On the other hand I am also aware of times when we've had code that seems to work fine in the unit tests and in the QA tests, but when it got to the production system and a nasty bug appeared because it code finally hit an edge case that the APIs could have swallowed but actually deliberately told the developer that it was invalid (with a very useful message telling them how to fix it, as well as a stack trace).
It makes me think about what is preferred. There's an insightful development law:
Postals Law
Be conservative in what you send, liberal in what you accept.
How does one interpret this? Is John Postal stating that you should allow any junk to be thrown into your function and you should output simply a true or false? Or is being conservative actually outputting a true if the value exists false if the value is empty and an error if the value is junk?
I can certainly see uses for both, consider the following example:
If Session.TryConvertValueOf(Of Guid)("cus", CustomerId) Then
' lookup customer and do something with itElseIf Session.TryConvertValueOf(Of Customer)("cus", Customer) Then
' do something directly with the customerElse' no customer, assume there's nothing else to do. Maybe tell the user
End If
Okay now consider the next developer adds a list of customers to the session object, but neglects to update the code above. Unless they remember to debug line by line they might not realise their list is now being forgotten, and happily push the code even though its faulty.

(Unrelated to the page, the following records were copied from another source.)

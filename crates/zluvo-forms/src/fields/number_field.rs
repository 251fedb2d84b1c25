use crate::field::{Field, FieldError, FieldResult, FieldValue, messages};
use crate::fields::{FieldStrategy, require};

/// Strategy for `number` fields: parse, then check `min` and `max`
#[derive(Debug, Clone, Copy, Default)]
pub struct NumberStrategy;

impl NumberStrategy {
	fn parse(raw: &str) -> Option<f64> {
		let n = raw.trim().parse::<f64>().ok()?;
		n.is_finite().then_some(n)
	}
}

impl FieldStrategy for NumberStrategy {
	fn cast(&self, raw: Option<&str>) -> Option<FieldValue> {
		raw.and_then(Self::parse).map(FieldValue::Number)
	}

	fn validate(&self, field: &Field, raw: Option<&str>) -> FieldResult<Option<FieldValue>> {
		let Some(value) = require(field, raw)? else {
			return Ok(None);
		};

		// NaN and infinities are not numbers a user can submit
		let n = Self::parse(value)
			.ok_or_else(|| FieldError::Number(field.message(messages::NUMBER)))?;

		if let Some(min) = field.min
			&& n < min
		{
			return Err(FieldError::Min(field.message(messages::MIN)));
		}

		if let Some(max) = field.max
			&& n > max
		{
			return Err(FieldError::Max(field.message(messages::MAX)));
		}

		Ok(Some(FieldValue::Number(n)))
	}
}
//! # zluvo security
//!
//! Signed anti-forgery tokens proving that a submission comes from a form
//! this application rendered.
//!
//! ## Example
//!
//! ```
//! use zluvo_conf::Settings;
//! use zluvo_security::{HmacTokenGuard, TokenGuard};
//!
//! let settings = Settings::default().with_csrf_secret("s3cret");
//! let guard = HmacTokenGuard::from_settings(&settings).unwrap();
//!
//! let token = guard.generate();
//! assert!(guard.verify(&token));
//! assert!(!guard.verify("asdf.asdf"));
//! ```

pub mod token;

pub use token::{
	HmacTokenGuard, REASON_BAD_SIGNATURE, REASON_MALFORMED_TOKEN, REASON_TOKEN_MISSING,
	TOKEN_SEPARATOR, TokenGuard,
};

use thiserror::Error;

/// Result type for security operations
pub type SecurityResult<T> = Result<T, SecurityError>;

/// Security-related errors
#[derive(Debug, Error)]
pub enum SecurityError {
	/// Anti-forgery was requested but no signing secret is configured
	#[error("Anti-forgery signing secret is not configured (set ZLUVO_CSRF)")]
	MissingSecret,

	/// A submitted token did not verify
	#[error("Anti-forgery validation failed: {0}")]
	TokenRejected(String),
}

To use the error throwing version you would have to write something pretty nasty to mask the error prone code.
Try
success = Session.TryGetValue("cus", customerID)
If success Then
customer = LookupCustomer(customerID)
End If
Catch ex As Exception
success = Session.TryGetValue("cus", customer)
End Try
If success Then
' do something with customer
Else
' no customer, assume there's nothing else to do. Maybe tell the user
End If
I think this is cumbersome and has little advantage in terms of readability, but certainly prevents stupidity.

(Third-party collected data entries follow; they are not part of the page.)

//! Settings module.
//!
//! # Examples
//!
//! ```rust,no_run
//! use zluvo::conf::Settings;
//!
//! let settings = Settings::from_env().unwrap();
//! ```

#[cfg(feature = "conf")]
pub use zluvo_conf::*;
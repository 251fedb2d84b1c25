//! Anti-forgery tokens.

#[cfg(feature = "security")]
pub use zluvo_security::*;
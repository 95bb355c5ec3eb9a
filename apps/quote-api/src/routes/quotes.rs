//! Staff quote management.

use axum::extract::rejection::{PathRejection, QueryRejection};
use axum::extract::{Path, Query, State};
use axum::http::StatusCode;
use axum::routing::{get, post};
use axum::{Json, Router};
use printwise_core::{Finishing, PriceRequest, Quote, QuoteDetails, QuoteId};
use printwise_db::QuoteDraft;

use crate::context::{ApiJson, StaffContext};
use crate::dto::{FinishingsParams, ListQuotesParams, PreviewResponse, StaffQuoteResponse};
use crate::error::ApiResult;
use crate::AppState;

pub fn router() -> Router<AppState> {
    Router::new()
        .route("/quotes", post(create_quote).get(list_quotes))
        .route("/quotes/calculate", post(calculate))
        .route(
            "/quotes/{id}",
            get(get_quote).put(update_quote).delete(delete_quote),
        )
        .route("/finishings", get(list_finishings))
}

fn with_share_url(state: &AppState, details: QuoteDetails) -> StaffQuoteResponse {
    let share_url = state.config.share_url(details.quote.token.as_str());
    StaffQuoteResponse { details, share_url }
}

pub async fn calculate(
    State(state): State<AppState>,
    StaffContext(ctx): StaffContext,
    ApiJson(request): ApiJson<PriceRequest>,
) -> ApiResult<Json<PreviewResponse>> {
    let priced = state.service.preview(&ctx, &request).await?;
    Ok(Json(priced.into()))
}

pub async fn create_quote(
    State(state): State<AppState>,
    StaffContext(ctx): StaffContext,
    ApiJson(draft): ApiJson<QuoteDraft>,
) -> ApiResult<(StatusCode, Json<StaffQuoteResponse>)> {
    let details = state.service.create_quote(&ctx, &draft).await?;
    Ok((StatusCode::CREATED, Json(with_share_url(&state, details))))
}

pub async fn list_quotes(
    State(state): State<AppState>,
    StaffContext(_): StaffContext,
    params: Result<Query<ListQuotesParams>, QueryRejection>,
) -> ApiResult<Json<Vec<Quote>>> {
    let Query(params) = params?;
    Ok(Json(state.service.list_quotes(params.status).await?))
}

pub async fn get_quote(
    State(state): State<AppState>,
    StaffContext(_): StaffContext,
    id: Result<Path<QuoteId>, PathRejection>,
) -> ApiResult<Json<StaffQuoteResponse>> {
    let Path(id) = id?;
    let details = state.service.get_quote(id).await?;
    Ok(Json(with_share_url(&state, details)))
}

pub async fn update_quote(
    State(state): State<AppState>,
    StaffContext(ctx): StaffContext,
    id: Result<Path<QuoteId>, PathRejection>,
    ApiJson(draft): ApiJson<QuoteDraft>,
) -> ApiResult<Json<StaffQuoteResponse>> {
    let Path(id) = id?;
    let details = state.service.update_quote(&ctx, id, &draft).await?;
    Ok(Json(with_share_url(&state, details)))
}

pub async fn delete_quote(
    State(state): State<AppState>,
    StaffContext(ctx): StaffContext,
    id: Result<Path<QuoteId>, PathRejection>,
) -> ApiResult<StatusCode> {
    let Path(id) = id?;
    state.service.delete_quote(&ctx, id).await?;
    Ok(StatusCode::NO_CONTENT)
}

pub async fn list_finishings(
    State(state): State<AppState>,
    StaffContext(_): StaffContext,
    params: Result<Query<FinishingsParams>, QueryRejection>,
) -> ApiResult<Json<Vec<Finishing>>> {
    let Query(params) = params?;
    Ok(Json(state.service.finishings_for_format(params.format).await?))
}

In summary I think that if you name a function
Try...
then you are telling the consumer of your API that there will be no error thrown. Generally the session is tricky to work with and if you store multiple types in the same value you are already setting yourself up for failure no matter how nice you wrap up an API to mask the underlying problem. Perhaps using a document storage database is the best practice. What do you think?